▸ **Recorded data**:

//! Core subprocess transport.
//!
//! [`CoreProcess::spawn`] launches the core with piped stdio and hands the
//! three streams back as [`CoreStreams`]. Output pipes are consumed through
//! [`LineReader`], which yields lossy UTF-8 lines until EOF. The process
//! handle itself only supports reaping and termination.

use std::io::{BufRead, BufReader, ErrorKind, Read};
use std::path::{Path, PathBuf};
use std::process::{Child, ChildStderr, ChildStdin, ChildStdout, Command, ExitStatus, Stdio};
use std::sync::{Arc, Mutex};
use std::thread;
use std::time::Duration;

use strum::Display;
use tracing::{debug, warn};

use crate::error::{SpawnError, TransportError};

/// Log target for transport operations.
pub(crate) const TRANSPORT_TARGET: &str = "shuttle_broker::transport";

/// Time the core is given to exit on its own before it is killed.
const TERMINATE_GRACE: Duration = Duration::from_millis(200);

/// Polling interval while reaping a core whose stdout closed.
const REAP_POLL: Duration = Duration::from_millis(20);

/// Number of polls before a reap gives up.
const REAP_ATTEMPTS: u32 = 10;

/// One of the core's standard streams.
#[derive(Debug, Clone, Copy, PartialEq, Eq, Hash, Display)]
#[strum(serialize_all = "snake_case")]
pub enum Stream {
    /// The core's input channel.
    Stdin,
    /// The core's envelope output channel.
    Stdout,
    /// The core's diagnostic output.
    Stderr,
}

/// Liveness of the core process.
#[derive(Debug, Clone, Copy, PartialEq, Eq)]
pub enum ProcessState {
    /// The process is being launched.
    Starting,
    /// The process is running.
    Running {
        /// Operating system process id.
        pid: u32,
    },
    /// The process has exited or its output channel closed.
    Exited {
        /// Exit code, when the process exited normally and was reaped.
        code: Option<i32>,
    },
}

/// How to launch the core.
///
/// No arguments are passed; the core's argv is fixed.
#[derive(Debug, Clone, PartialEq, Eq)]
pub struct CoreCommand {
    executable: PathBuf,
    working_dir: Option<PathBuf>,
}

impl CoreCommand {
    /// Launches `executable` from its own directory.
    #[must_use]
    pub fn new(executable: impl Into<PathBuf>) -> Self {
        Self {
            executable: executable.into(),
            working_dir: None,
        }
    }

    /// Overrides the working directory.
    #[must_use]
    pub fn with_working_dir(mut self, dir: impl Into<PathBuf>) -> Self {
        self.working_dir = Some(dir.into());
        self
    }

    /// The executable path.
    #[must_use]
    pub fn executable(&self) -> &Path {
        &self.executable
    }

    /// The effective working directory.
    ///
    /// Defaults to the executable's parent; `None` for a bare program name.
    #[must_use]
    pub fn working_dir(&self) -> Option<&Path> {
        self.working_dir.as_deref().or_else(|| {
            self.executable
                .parent()
                .filter(|parent| !parent.as_os_str().is_empty())
        })
    }
}

/// The piped standard streams of a freshly spawned core.
#[derive(Debug)]
pub struct CoreStreams {
    /// Write side of the envelope channel.
    pub stdin: ChildStdin,
    /// Read side of the envelope channel.
    pub stdout: ChildStdout,
    /// Diagnostic output.
    pub stderr: ChildStderr,
}

/// Handle to the running core.
///
/// Owned exclusively by the broker. [`CoreProcess::terminate`] is idempotent.
#[derive(Debug)]
pub struct CoreProcess {
    pid: u32,
    command: String,
    child: Mutex<Option<Child>>,
    exit_code: Mutex<Option<i32>>,
}

impl CoreProcess {
    /// Spawns the core with piped stdio.
    ///
    /// # Errors
    ///
    /// Returns [`SpawnError::BinaryNotFound`] when the executable is missing
    /// and [`SpawnError::SpawnFailed`] for any other launch failure.
    pub fn spawn(command: &CoreCommand) -> Result<(Self, CoreStreams), SpawnError> {
        let label = command.executable().display().to_string();
        debug!(
            target: TRANSPORT_TARGET,
            command = %label,
            working_dir = ?command.working_dir(),
            "spawning core process"
        );

        let mut process = Command::new(command.executable());
        process
            .stdin(Stdio::piped())
            .stdout(Stdio::piped())
            .stderr(Stdio::piped());
        if let Some(dir) = command.working_dir() {
            process.current_dir(dir);
        }

        let mut child = process.spawn().map_err(|source| {
            if source.kind() == ErrorKind::NotFound {
                SpawnError::BinaryNotFound {
                    command: label.clone(),
                    source: Arc::new(source),
                }
            } else {
                SpawnError::SpawnFailed {
                    command: label.clone(),
                    message: String::from("process could not be started"),
                    source: Arc::new(source),
                }
            }
        })?;

        let streams = match take_streams(&mut child, &label) {
            Ok(streams) => streams,
            Err(error) => {
                drop(child.kill());
                drop(child.wait());
                return Err(error);
            }
        };

        let pid = child.id();
        debug!(target: TRANSPORT_TARGET, command = %label, pid, "core process spawned");

        Ok((
            Self {
                pid,
                command: label,
                child: Mutex::new(Some(child)),
                exit_code: Mutex::new(None),
            },
            streams,
        ))
    }

    /// Operating system process id.
    #[must_use]
    pub const fn pid(&self) -> u32 {
        self.pid
    }

    /// Waits briefly for the process to exit after its output closed.
    ///
    /// Returns the exit code if the process was reaped within the polling
    /// window. A process still running afterwards is left for
    /// [`CoreProcess::terminate`].
    pub fn reap(&self) -> Option<i32> {
        for _ in 0..REAP_ATTEMPTS {
            let mut slot = self.lock_child();
            let Some(child) = slot.as_mut() else {
                return self.recorded_exit();
            };
            match child.try_wait() {
                Ok(Some(status)) => {
                    *slot = None;
                    return self.record_exit(status);
                }
                Ok(None) => {}
                Err(error) => {
                    warn!(
                        target: TRANSPORT_TARGET,
                        command = %self.command,
                        error = %error,
                        "failed to check core process status"
                    );
                    return None;
                }
            }
            drop(slot);
            thread::sleep(REAP_POLL);
        }
        None
    }

    /// Stops the process, killing it if it does not exit within a short grace
    /// period. Safe to call repeatedly.
    pub fn terminate(&self) -> Option<i32> {
        let Some(mut child) = self.lock_child().take() else {
            return self.recorded_exit();
        };

        let status = match child.try_wait() {
            Ok(Some(status)) => Some(status),
            Ok(None) | Err(_) => {
                thread::sleep(TERMINATE_GRACE);
                match child.try_wait() {
                    Ok(Some(status)) => Some(status),
                    Ok(None) | Err(_) => {
                        warn!(
                            target: TRANSPORT_TARGET,
                            command = %self.command,
                            pid = self.pid,
                            "core did not exit gracefully, killing"
                        );
                        if let Err(error) = child.kill() {
                            warn!(
                                target: TRANSPORT_TARGET,
                                command = %self.command,
                                error = %error,
                                "failed to kill core process"
                            );
                        }
                        child.wait().ok()
                    }
                }
            }
        };

        status.and_then(|exit| self.record_exit(exit))
    }

    fn lock_child(&self) -> std::sync::MutexGuard<'_, Option<Child>> {
        self.child
            .lock()
            .unwrap_or_else(|poison| poison.into_inner())
    }

    fn record_exit(&self, status: ExitStatus) -> Option<i32> {
        debug!(target: TRANSPORT_TARGET, command = %self.command, ?status, "core process exited");
        let code = status.code();
        *self
            .exit_code
            .lock()
            .unwrap_or_else(|poison| poison.into_inner()) = code;
        code
    }

    fn recorded_exit(&self) -> Option<i32> {
        *self
            .exit_code
            .lock()
            .unwrap_or_else(|poison| poison.into_inner())
    }
}

impl Drop for CoreProcess {
    fn drop(&mut self) {
        if let Some(mut child) = self.lock_child().take() {
            if let Err(error) = child.kill() {
                debug!(
                    target: TRANSPORT_TARGET,
                    command = %self.command,
                    error = %error,
                    "failed to kill core process on drop"
                );
            } else {
                drop(child.wait());
            }
        }
    }
}

fn take_streams(child: &mut Child, command: &str) -> Result<CoreStreams, SpawnError> {
    let missing = |stream: Stream| SpawnError::SpawnFailed {
        command: command.to_owned(),
        message: format!("failed to capture {stream}"),
        source: Arc::new(std::io::Error::other(format!("no {stream}"))),
    };
    let stdin = child.stdin.take().ok_or_else(|| missing(Stream::Stdin))?;
    let stdout = child.stdout.take().ok_or_else(|| missing(Stream::Stdout))?;
    let stderr = child.stderr.take().ok_or_else(|| missing(Stream::Stderr))?;
    Ok(CoreStreams {
        stdin,
        stdout,
        stderr,
    })
}

/// Lazily yields newline-delimited lines from a byte stream.
///
/// Invalid UTF-8 is replaced rather than rejected. The sequence ends at EOF
/// or after the first read error and cannot be restarted.
pub struct LineReader<R> {
    reader: BufReader<R>,
    stream: Stream,
    buffer: Vec<u8>,
    finished: bool,
}

impl<R: Read> LineReader<R> {
    /// Wraps `reader`, labelling errors with `stream`.
    pub fn new(reader: R, stream: Stream) -> Self {
        Self {
            reader: BufReader::new(reader),
            stream,
            buffer: Vec::new(),
            finished: false,
        }
    }
}

impl<R: Read> Iterator for LineReader<R> {
    type Item = Result<String, TransportError>;

    fn next(&mut self) -> Option<Self::Item> {
        if self.finished {
            return None;
        }
        self.buffer.clear();
        loop {
            match self.reader.read_until(b'\n', &mut self.buffer) {
                Ok(0) => {
                    self.finished = true;
                    return None;
                }
                Ok(_) => {
                    while matches!(self.buffer.last(), Some(b'\n' | b'\r')) {
                        self.buffer.pop();
                    }
                    return Some(Ok(String::from_utf8_lossy(&self.buffer).into_owned()));
                }
                Err(error) if error.kind() == ErrorKind::Interrupted => {}
                Err(error) => {
                    self.finished = true;
                    return Some(Err(TransportError::Read {
                        stream: self.stream,
                        source: Arc::new(error),
                    }));
                }
            }
        }
    }
}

▸ **Your objective**:
Using the entries above, repeat only the lines from the one containing "and hands the" through the one containing "const REAP_POLL: Duration", end lines included.

▸ **Output**:
//! [`CoreProcess::spawn`] launches the core with piped stdio and hands the
//! three streams back as [`CoreStreams`]. Output pipes are consumed through
//! [`LineReader`], which yields lossy UTF-8 lines until EOF. The process
//! handle itself only supports reaping and termination.

use std::io::{BufRead, BufReader, ErrorKind, Read};
use std::path::{Path, PathBuf};
use std::process::{Child, ChildStderr, ChildStdin, ChildStdout, Command, ExitStatus, Stdio};
use std::sync::{Arc, Mutex};
use std::thread;
use std::time::Duration;

use strum::Display;
use tracing::{debug, warn};

use crate::error::{SpawnError, TransportError};

/// Log target for transport operations.
pub(crate) const TRANSPORT_TARGET: &str = "shuttle_broker::transport";

/// Time the core is given to exit on its own before it is killed.
const TERMINATE_GRACE: Duration = Duration::from_millis(200);

/// Polling interval while reaping a core whose stdout closed.
const REAP_POLL: Duration = Duration::from_millis(20);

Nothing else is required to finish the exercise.